Over the course of the next few posts, I will be sharing the book advertisements that my students created.

The final project I assigned them required that they create book advertisements for favorite books they had read during the year.

They had to list the main characters, draw pictures of them and a setting (I did not take points away based on artistic ability), and write summaries, without giving away the ending.

I explained that I would be displaying these around the classroom so other students could use them to make decisions about what to read.

It’s one thing for me to put a book in front of a student who is having a difficult time settling on something to read.  Students quickly caught on to the fact that I love just about every book I read.  Seeing a book being recommended from a peer’s perspective was more up their alley, as I had witnessed first-hand when I saw students in class talking up books that their classmates later read.

The final exam was comprised of presentations of these book advertisements to the class.  We displayed the posters under the document camera, and students talked in front of the Smartboard.  We grilled them afterward.  They were graded according to a presentation rubric.

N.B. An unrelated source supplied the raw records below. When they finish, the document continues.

#[cfg(test)]
mod tests {
    use super::*;
    use crate::cache::{CacheError, MemoryCache};
    use crate::proxy::{empty, ProxyBody, ProxyError};
    use async_trait::async_trait;
    use chrono::Utc;
    use http::request::Parts;
    use http::{Method, Request, Response, StatusCode};
    use std::sync::atomic::{AtomicUsize, Ordering};
    use std::sync::Mutex;

    struct FakeUpstream {
        status: StatusCode,
        headers: Vec<(&'static str, &'static str)>,
        delay: Option<Duration>,
        calls: AtomicUsize,
        seen: Mutex<Vec<Parts>>,
    }

    impl FakeUpstream {
        fn new(status: StatusCode, headers: Vec<(&'static str, &'static str)>) -> Arc<Self> {
            Arc::new(Self::build(status, headers))
        }

        fn build(status: StatusCode, headers: Vec<(&'static str, &'static str)>) -> Self {
            Self {
                status,
                headers,
                delay: None,
                calls: AtomicUsize::new(0),
                seen: Mutex::new(Vec::new()),
            }
        }

        fn calls(&self) -> usize {
            self.calls.load(Ordering::SeqCst)
        }
    }

    #[async_trait]
    impl Downstream for FakeUpstream {
        async fn call(
            &self,
            req: Request<ProxyBody>,
        ) -> Result<Response<ProxyBody>, ProxyError> {
            self.calls.fetch_add(1, Ordering::SeqCst);
            self.seen.lock().unwrap().push(req.into_parts().0);
            match self.delay {
                Some(delay) => tokio::time::sleep(delay).await,
                None => tokio::task::yield_now().await,
            }
            let mut builder = Response::builder().status(self.status);
            for (name, value) in &self.headers {
                builder = builder.header(*name, *value);
            }
            Ok(builder.body(empty()).unwrap())
        }
    }

    struct FailingUpstream;

    #[async_trait]
    impl Downstream for FailingUpstream {
        async fn call(
            &self,
            _req: Request<ProxyBody>,
        ) -> Result<Response<ProxyBody>, ProxyError> {
            Err(ProxyError::Upstream("connection refused".to_string()))
        }
    }

    struct BrokenCache;

    #[async_trait]
    impl MetadataCache for BrokenCache {
        async fn get(&self, _key: &str) -> Result<Option<CacheEntry>, CacheError> {
            Err(CacheError::Unavailable("memcached down".to_string()))
        }

        async fn set(
            &self,
            _key: &str,
            _entry: CacheEntry,
            _ttl: Duration,
        ) -> Result<(), CacheError> {
            Err(CacheError::Unavailable("memcached down".to_string()))
        }
    }

    fn resolver(cache: Arc<dyn MetadataCache>, upstream: Arc<dyn Downstream>) -> MetadataResolver {
        MetadataResolver::new(cache, upstream, Duration::from_secs(300))
    }

    #[tokio::test]
    async fn test_account_cache_hit_never_probes() {
        let cache = Arc::new(MemoryCache::default());
        cache
            .set(
                "account/AUTH_test",
                CacheEntry::new(
                    204,
                    CachedMetadata::Account {
                        container_count: 4,
                        quota_level: "L1".to_string(),
                    },
                ),
                Duration::from_secs(300),
            )
            .await
            .unwrap();
        let upstream = FakeUpstream::new(StatusCode::NO_CONTENT, vec![]);
        let resolver = resolver(cache, upstream.clone());
        let attrs = ForwardedAttributes::default();

        for _ in 0..3 {
            let resolved = resolver
                .resolve_account(&attrs, "v1", "AUTH_test")
                .await
                .unwrap();
            assert_eq!(resolved.source, MetadataSource::Cache);
            assert_eq!(resolved.usage.container_count, 4);
            assert_eq!(resolved.usage.tier, "L1");
        }
        assert_eq!(upstream.calls(), 0);
    }

    #[tokio::test]
    async fn test_account_miss_probes_then_caches() {
        let cache = Arc::new(MemoryCache::default());
        let upstream = FakeUpstream::new(
            StatusCode::NO_CONTENT,
            vec![
                ("X-Account-Container-Count", "3"),
                ("X-Account-Meta-Quota", "L2"),
            ],
        );
        let resolver = resolver(cache.clone(), upstream.clone());
        let attrs = ForwardedAttributes::default();

        let first = resolver
            .resolve_account(&attrs, "v1", "AUTH_test")
            .await
            .unwrap();
        assert_eq!(first.source, MetadataSource::Upstream);
        assert_eq!(
            first.usage,
            AccountUsage {
                container_count: 3,
                tier: "L2".to_string()
            }
        );

        let second = resolver
            .resolve_account(&attrs, "v1", "AUTH_test")
            .await
            .unwrap();
        assert_eq!(second.source, MetadataSource::Cache);
        assert_eq!(second.usage, first.usage);
        assert_eq!(upstream.calls(), 1);

        let seen = upstream.seen.lock().unwrap();
        assert_eq!(seen[0].method, Method::HEAD);
        assert_eq!(seen[0].uri.path(), "/v1/AUTH_test");

        let entry = cache.get("account/AUTH_test").await.unwrap().unwrap();
        assert_eq!(entry.status, 204);
    }

    #[tokio::test]
    async fn test_concurrent_misses_both_fetch() {
        let cache = Arc::new(MemoryCache::default());
        let upstream = FakeUpstream::new(
            StatusCode::NO_CONTENT,
            vec![("X-Account-Container-Count", "2")],
        );
        let resolver = resolver(cache.clone(), upstream.clone());
        let attrs = ForwardedAttributes::default();

        let (first, second) = tokio::join!(
            resolver.resolve_account(&attrs, "v1", "AUTH_test"),
            resolver.resolve_account(&attrs, "v1", "AUTH_test"),
        );
        let (first, second) = (first.unwrap(), second.unwrap());

        // Both lookups missed before either wrote back; the writes are
        // identical replacements.
        assert_eq!(upstream.calls(), 2);
        assert_eq!(first.source, MetadataSource::Upstream);
        assert_eq!(second.source, MetadataSource::Upstream);
        assert_eq!(first.usage, second.usage);
        assert_eq!(cache.len(), 1);

        let third = resolver
            .resolve_account(&attrs, "v1", "AUTH_test")
            .await
            .unwrap();
        assert_eq!(third.source, MetadataSource::Cache);
        assert_eq!(third.usage.container_count, 2);
        assert_eq!(upstream.calls(), 2);
    }

    #[tokio::test]
    async fn test_account_tier_defaults() {
        let upstream = FakeUpstream::new(StatusCode::OK, vec![("X-Account-Container-Count", "1")]);
        let resolver = resolver(Arc::new(MemoryCache::default()), upstream);

        let resolved = resolver
            .resolve_account(&ForwardedAttributes::default(), "v1", "AUTH_test")
            .await
            .unwrap();
        assert_eq!(resolved.usage.tier, "default");
    }

    #[tokio::test]
    async fn test_cached_failure_reprobes() {
        let cache = Arc::new(MemoryCache::default());
        cache
            .set(
                "account/AUTH_test",
                CacheEntry {
                    status: 404,
                    created_at: Utc::now(),
                    metadata: None,
                },
                Duration::from_secs(300),
            )
            .await
            .unwrap();
        let upstream = FakeUpstream::new(
            StatusCode::NO_CONTENT,
            vec![("X-Account-Container-Count", "2")],
        );
        let resolver = resolver(cache, upstream.clone());

        let resolved = resolver
            .resolve_account(&ForwardedAttributes::default(), "v1", "AUTH_test")
            .await
            .unwrap();
        assert_eq!(resolved.source, MetadataSource::Upstream);
        assert_eq!(resolved.usage.container_count, 2);
        assert_eq!(upstream.calls(), 1);
    }

    #[tokio::test]
    async fn test_non_success_probe_is_unavailable() {
        let cache = Arc::new(MemoryCache::default());
        let upstream = FakeUpstream::new(StatusCode::SERVICE_UNAVAILABLE, vec![]);
        let resolver = resolver(cache.clone(), upstream);

        let err = resolver
            .resolve_container(&ForwardedAttributes::default(), "v1", "AUTH_test", "photos")
            .await
            .unwrap_err();
        assert!(matches!(
            err,
            MetadataError::Unavailable { status: 503, .. }
        ));
        assert!(cache.is_empty());
    }

    #[tokio::test]
    async fn test_transport_failure_is_unavailable() {
        let resolver = resolver(Arc::new(MemoryCache::default()), Arc::new(FailingUpstream));
        let err = resolver
            .resolve_account(&ForwardedAttributes::default(), "v1", "AUTH_test")
            .await
            .unwrap_err();
        assert!(matches!(err, MetadataError::Probe(_)));
    }

    #[tokio::test]
    async fn test_slow_lookup_times_out() {
        let mut slow = FakeUpstream::build(StatusCode::NO_CONTENT, vec![]);
        slow.delay = Some(Duration::from_secs(5));
        let cache = Arc::new(MemoryCache::default());
        let resolver = resolver(cache.clone(), Arc::new(slow))
            .with_probe_timeout(Duration::from_millis(20));

        let err = resolver
            .resolve_account(&ForwardedAttributes::default(), "v1", "AUTH_test")
            .await
            .unwrap_err();
        assert!(matches!(err, MetadataError::Timeout { .. }));
        assert!(cache.is_empty());
    }

    #[tokio::test]
    async fn test_container_miss_caches_full_record() {
        let cache = Arc::new(MemoryCache::default());
        let upstream = FakeUpstream::new(
            StatusCode::NO_CONTENT,
            vec![
                ("X-Container-Bytes-Used", "2048"),
                ("X-Container-Object-Count", "7"),
                ("X-Container-Read", ".r:*"),
                ("X-Versions-Location", "photos_versions"),
            ],
        );
        let resolver = resolver(cache.clone(), upstream.clone());
        let attrs = ForwardedAttributes::default();

        let resolved = resolver
            .resolve_container(&attrs, "v1", "AUTH_test", "photos")
            .await
            .unwrap();
        assert_eq!(resolved.source, MetadataSource::Upstream);
        assert_eq!(
            resolved.usage,
            ContainerUsage {
                bytes_used: 2048,
                object_count: 7
            }
        );

        let entry = cache.get("container/AUTH_test/photos").await.unwrap().unwrap();
        match entry.metadata {
            Some(CachedMetadata::Container(info)) => {
                assert_eq!(info.read_acl, ".r:*");
                assert_eq!(info.write_acl, "");
                assert_eq!(info.versions, "photos_versions");
            }
            other => panic!("unexpected cache entry {other:?}"),
        }

        let again = resolver
            .resolve_container(&attrs, "v1", "AUTH_test", "photos")
            .await
            .unwrap();
        assert_eq!(again.source, MetadataSource::Cache);
        assert_eq!(upstream.calls(), 1);
        assert_eq!(
            upstream.seen.lock().unwrap()[0].uri.path(),
            "/v1/AUTH_test/photos"
        );
    }

    #[tokio::test]
    async fn test_missing_counters_read_as_zero() {
        let upstream = FakeUpstream::new(StatusCode::NO_CONTENT, vec![]);
        let resolver = resolver(Arc::new(MemoryCache::default()), upstream);

        let resolved = resolver
            .resolve_container(&ForwardedAttributes::default(), "v1", "AUTH_test", "c")
            .await
            .unwrap();
        assert_eq!(resolved.usage.bytes_used, 0);
        assert_eq!(resolved.usage.object_count, 0);
    }

    #[tokio::test]
    async fn test_garbled_counter_is_unavailable() {
        let cache = Arc::new(MemoryCache::default());
        let upstream = FakeUpstream::new(
            StatusCode::NO_CONTENT,
            vec![("X-Container-Bytes-Used", "lots")],
        );
        let resolver = resolver(cache.clone(), upstream);

        let err = resolver
            .resolve_container(&ForwardedAttributes::default(), "v1", "AUTH_test", "c")
            .await
            .unwrap_err();
        assert!(matches!(
            err,
            MetadataError::InvalidHeader {
                header: "x-container-bytes-used",
                ..
            }
        ));
        assert!(cache.is_empty());
    }

    #[tokio::test]
    async fn test_broken_cache_degrades_to_probe() {
        let upstream = FakeUpstream::new(
            StatusCode::NO_CONTENT,
            vec![("X-Account-Container-Count", "1")],
        );
        let resolver = resolver(Arc::new(BrokenCache), upstream.clone());
        let attrs = ForwardedAttributes::default();

        for _ in 0..2 {
            let resolved = resolver
                .resolve_account(&attrs, "v1", "AUTH_test")
                .await
                .unwrap();
            assert_eq!(resolved.source, MetadataSource::Upstream);
        }
        assert_eq!(upstream.calls(), 2);
    }

    #[tokio::test]
    async fn test_probe_token_is_sent() {
        let upstream = FakeUpstream::new(StatusCode::NO_CONTENT, vec![]);
        let resolver = resolver(Arc::new(MemoryCache::default()), upstream.clone())
            .with_probe_token(Some("reseller".to_string()));

        resolver
            .resolve_account(&ForwardedAttributes::default(), "v1", "AUTH_test")
            .await
            .unwrap();

        let seen = upstream.seen.lock().unwrap();
        assert_eq!(seen[0].headers.get("x-auth-token").unwrap(), "reseller");
    }
}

I hope you enjoy the pictures.  They really do speak of my students’ love for reading, and I feel like a proud Mama showing them off to you!  Please click on each picture to enlarge it.

This student got to attend a book signing with John Green!!! I was completely jealous when I found out!!!

I read this series because of this young lady! We had a debate about the yucky movie of the same title (she liked it, and I did not).

This young lady fell in love with Jennifer Brown’s books after reading Hate List. She had a difficult time deciding which book to do her project on but finally decided on A Thousand Words. She got a few other girls in the class to read it too!

The young lady who read this could not put it down! She had fought silent reading time all year…until she began reading this book. I frequently had to ask her to stop reading it while I was providing instruction to the class. It moved her beyond words, and I ordered the second book for her after she asked. For a non-reader, this was a huge milestone!

Another Jennifer Brown book. The student who read it talked about how she had gotten out of an abusive relationship. This led to a class discussion about teenage dating violence. It was eye-opening for me.

One Response

  1. What a great job they did! I just read “The Fault In Our Stars” after YS recommended it to me (he has a copy). He doesn’t read much, so when he recommends a book I know it’s good! How heart-wrenching for the student that is familiar with the abuse.